Fenimore Art Museum
MISSION
Preserving – Engaging – Educating
Fenimore Art Museum is dedicated to welcoming and connecting people to our shared cultural heritage through exhibitions and programs that engage, delight and inspire.
HISTORY
Fenimore Art Museum originated as the New York State Historical Association, founded in 1899 by New Yorkers who were interested in promoting greater knowledge of the early history of the state. They hoped to encourage original research, to educate general audiences by means of lectures and publications, to mark places of historic interest with tablets or signs, and to start a library and museum to hold manuscripts, paintings and objects associated with the history of the state.
In 1939, Stephen Carlton Clark, offered the organization a new home int he village of Cooperstown. Clark, an avid collector, took an active interest in expanding the holdings of the Association and in 1944 donated Fenimore House, one of his family’s properties, to be used as a new headquarters and museum. The impressive neo-Georgian structure was built in 1930s on the site of James Fenimore Cooper’s early 19th century farmhouse on the shore of Otsego Lake, Coopers Glimmerglass.

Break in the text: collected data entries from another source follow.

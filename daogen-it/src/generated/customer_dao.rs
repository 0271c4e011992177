//! Data access for `crate::model::customer::Customer`.
//!
//! Generated by daogen-build. Do not edit manually.
#![allow(unused_imports, unused_mut, clippy::all)]
use ::daogen::{
    DaoError, DaoResult, FromValue, ParameterBinder, PropertyDetail, Reference, Row,
    RowMapper, SqlExecutor, ToValue, Value,
};
pub const TABLE_NAME: &str = "customer";
/// Every mapped property, in declaration order.
pub const PROPERTIES: &[PropertyDetail] = &[
    PropertyDetail {
        name: "name",
        column_name: "name",
        type_name: "Option<String>",
        id: false,
        generation_type: None,
        generator: None,
        embedded: false,
        nested: false,
        unique: false,
        nullable: false,
        insertable: true,
        updatable: true,
        column_definition: "",
        table: "",
        length: 255u32,
        precision: 0u32,
        scale: 0u32,
        referenced_column_name: "",
        kind: ::daogen::PropertyKind::Simple,
    },
    PropertyDetail {
        name: "credit_limit",
        column_name: "creditLimit",
        type_name: "Option<Decimal>",
        id: false,
        generation_type: None,
        generator: None,
        embedded: false,
        nested: false,
        unique: false,
        nullable: true,
        insertable: true,
        updatable: true,
        column_definition: "",
        table: "",
        length: 255u32,
        precision: 10u32,
        scale: 2u32,
        referenced_column_name: "",
        kind: ::daogen::PropertyKind::Simple,
    },
    PropertyDetail {
        name: "id",
        column_name: "id",
        type_name: "Option<i64>",
        id: true,
        generation_type: Some(::daogen::GenerationType::Identity),
        generator: None,
        embedded: false,
        nested: false,
        unique: true,
        nullable: false,
        insertable: true,
        updatable: false,
        column_definition: "",
        table: "",
        length: 255u32,
        precision: 0u32,
        scale: 0u32,
        referenced_column_name: "",
        kind: ::daogen::PropertyKind::Simple,
    },
    PropertyDetail {
        name: "created_by",
        column_name: "createdBy",
        type_name: "Option<String>",
        id: false,
        generation_type: None,
        generator: None,
        embedded: false,
        nested: false,
        unique: false,
        nullable: true,
        insertable: true,
        updatable: true,
        column_definition: "",
        table: "",
        length: 64u32,
        precision: 0u32,
        scale: 0u32,
        referenced_column_name: "",
        kind: ::daogen::PropertyKind::Simple,
    },
];
pub const ID_PROPERTIES: &[&str] = &["id"];
pub const DETAIL_PROPERTIES: &[&str] = &["name", "credit_limit", "created_by"];
pub const ID_COLUMN_LIST: &[&str] = &["id"];
pub const DETAIL_COLUMN_LIST: &[&str] = &["name", "creditLimit", "createdBy"];
pub const ID_COLUMNS: &str = "id";
pub const DETAIL_COLUMNS: &str = "name, creditLimit, createdBy";
/// Identifier columns followed by detail columns.
pub const ALL_COLUMNS: &str = "id, name, creditLimit, createdBy";
pub const ID_COLUMNS_QUERY: &str = "id = ?";
pub const ID_PARAMS: &str = "?";
pub const DETAIL_PARAMS: &str = "?, ?, ?";
pub const INSERT_SQL: &str = "INSERT INTO customer (name, creditLimit, createdBy) VALUES (?, ?, ?)";
/// Empty when the entity has no detail column.
pub const UPDATE_SQL: &str = "UPDATE customer SET name = ?, creditLimit = ?, createdBy = ? WHERE id = ?";
pub const SELECT_BY_ID_SQL: &str = "SELECT id, name, creditLimit, createdBy FROM customer WHERE id = ?";
pub const SELECT_ALL_SQL: &str = "SELECT id, name, creditLimit, createdBy FROM customer";
/// Maps a full row onto the entity. Column names may carry a prefix
/// so several entities can be read from one joined row.
#[derive(Debug, Clone)]
pub struct CustomerRowMapper {
    column_prefix: String,
    name_col: String,
    credit_limit_col: String,
    id_col: String,
    created_by_col: String,
}
impl CustomerRowMapper {
    pub fn new() -> Self {
        Self::with_prefix("")
    }
    pub fn with_prefix(prefix: impl Into<String>) -> Self {
        let column_prefix = prefix.into();
        Self {
            name_col: format!("{}{}", column_prefix, "name"),
            credit_limit_col: format!("{}{}", column_prefix, "creditLimit"),
            id_col: format!("{}{}", column_prefix, "id"),
            created_by_col: format!("{}{}", column_prefix, "createdBy"),
            column_prefix,
        }
    }
    pub fn column_prefix(&self) -> &str {
        &self.column_prefix
    }
}
impl Default for CustomerRowMapper {
    fn default() -> Self {
        Self::new()
    }
}
impl RowMapper<crate::model::customer::Customer> for CustomerRowMapper {
    fn map_row(&self, row: &dyn Row) -> DaoResult<crate::model::customer::Customer> {
        let mut entity = <crate::model::customer::Customer>::default();
        entity.name = row.get_string(&self.name_col)?;
        entity.credit_limit = row.get_decimal(&self.credit_limit_col)?;
        entity.id = row.get_i64(&self.id_col)?;
        entity.created_by = row.get_string(&self.created_by_col)?;
        Ok(entity)
    }
}
/// Maps the identifier columns only; yields `None` when every
/// identifier is NULL.
#[derive(Debug, Clone)]
pub struct CustomerIdRowMapper {
    id_col: String,
}
impl CustomerIdRowMapper {
    pub fn new() -> Self {
        Self::with_columns("id")
    }
    pub fn with_columns(id_col: impl Into<String>) -> Self {
        Self { id_col: id_col.into() }
    }
}
impl Default for CustomerIdRowMapper {
    fn default() -> Self {
        Self::new()
    }
}
impl RowMapper<Option<crate::model::customer::Customer>> for CustomerIdRowMapper {
    fn map_row(
        &self,
        row: &dyn Row,
    ) -> DaoResult<Option<crate::model::customer::Customer>> {
        let mut entity = <crate::model::customer::Customer>::default();
        entity.id = row.get_i64(&self.id_col)?;
        Ok(if has_id(&entity) { Some(entity) } else { None })
    }
}
/// Reads a property by path.
///
/// # Panics
///
/// Panics if `property` names no mapped property.
pub fn get_property_value(
    entity: &crate::model::customer::Customer,
    property: &str,
) -> Value {
    match property {
        "name" => ToValue::to_value(&entity.name),
        "credit_limit" => ToValue::to_value(&entity.credit_limit),
        "id" => ToValue::to_value(&entity.id),
        "created_by" => ToValue::to_value(&entity.created_by),
        other => panic!("Property {} unknown.", other),
    }
}
/// Writes a property by path.
///
/// # Panics
///
/// Panics if `property` names no mapped property.
pub fn set_property_value(
    entity: &mut crate::model::customer::Customer,
    property: &str,
    value: Value,
) -> DaoResult<()> {
    match property {
        "name" => {
            entity.name = FromValue::from_value(value)?;
        }
        "credit_limit" => {
            entity.credit_limit = FromValue::from_value(value)?;
        }
        "id" => {
            entity.id = FromValue::from_value(value)?;
        }
        "created_by" => {
            entity.created_by = FromValue::from_value(value)?;
        }
        other => panic!("Property {} unknown.", other),
    }
    Ok(())
}
/// Whether any identifier property holds a value.
pub fn has_id(entity: &crate::model::customer::Customer) -> bool {
    ID_PROPERTIES.iter().any(|property| !get_property_value(entity, property).is_null())
}
/// Binds `properties` at consecutive positions starting after `offset`.
pub fn bind_properties(
    entity: &crate::model::customer::Customer,
    properties: &[&str],
    binder: &mut dyn ParameterBinder,
    offset: usize,
) -> DaoResult<()> {
    for (index, property) in properties.iter().enumerate() {
        binder.bind(offset + index + 1, get_property_value(entity, property))?;
    }
    Ok(())
}
/// Statements for `Customer` run through an [`SqlExecutor`].
#[derive(Debug, Clone)]
pub struct CustomerDao<X: SqlExecutor> {
    executor: X,
}
impl<X: SqlExecutor> CustomerDao<X> {
    pub fn new(executor: X) -> Self {
        Self { executor }
    }
    pub fn executor(&self) -> &X {
        &self.executor
    }
    /// Inserts the entity and stores the key the database generated
    /// for it.
    pub fn insert(
        &self,
        entity: &mut crate::model::customer::Customer,
    ) -> DaoResult<()> {
        let key = {
            let entity: &crate::model::customer::Customer = entity;
            self.executor
                .execute_update_returning_generated_key(
                    INSERT_SQL,
                    &|binder: &mut dyn ParameterBinder| bind_properties(
                        entity,
                        DETAIL_PROPERTIES,
                        binder,
                        0,
                    ),
                )?
        };
        if key.is_null() {
            return Err(DaoError::MissingGeneratedKey {
                statement: INSERT_SQL.to_string(),
            });
        }
        set_property_value(entity, ID_PROPERTIES[0], key)
    }
    /// Writes every detail column. Issues no statement when the
    /// entity has none.
    pub fn update(&self, entity: &crate::model::customer::Customer) -> DaoResult<u64> {
        if DETAIL_PROPERTIES.is_empty() {
            return Ok(0);
        }
        self.executor
            .execute_update(
                UPDATE_SQL,
                &|binder: &mut dyn ParameterBinder| {
                    bind_properties(entity, DETAIL_PROPERTIES, binder, 0)?;
                    bind_properties(
                        entity,
                        ID_PROPERTIES,
                        binder,
                        DETAIL_PROPERTIES.len(),
                    )
                },
            )
    }
    /// Updates the entity if it carries an identifier, inserts it otherwise.
    pub fn merge(&self, entity: &mut crate::model::customer::Customer) -> DaoResult<()> {
        if has_id(entity) {
            self.update(entity).map(|_| ())
        } else {
            self.insert(entity)
        }
    }
    pub fn get_by_id(
        &self,
        id: impl ToValue,
    ) -> DaoResult<Option<crate::model::customer::Customer>> {
        let params = vec![id.to_value()];
        self.executor.query_one(SELECT_BY_ID_SQL, &params, &CustomerRowMapper::new())
    }
    pub fn find_all(&self) -> DaoResult<Vec<crate::model::customer::Customer>> {
        self.executor.query_many(SELECT_ALL_SQL, &[], &CustomerRowMapper::new())
    }
}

Fenimore House was large enough to have both extensive exhibition galleries as well as an office and library space. The collections and programs continued to expand and a separate library building was constructed in 1968. In 1995 a new 18,000 square foot wing was added to the Fenimore House to accommodate the Eugene and Clare Thaw Collection which is one of the nations premier collections of American Indian Art. In 1999 in recognition of our world class collections, we renamed the Fenimore House to Fenimore Art Museum.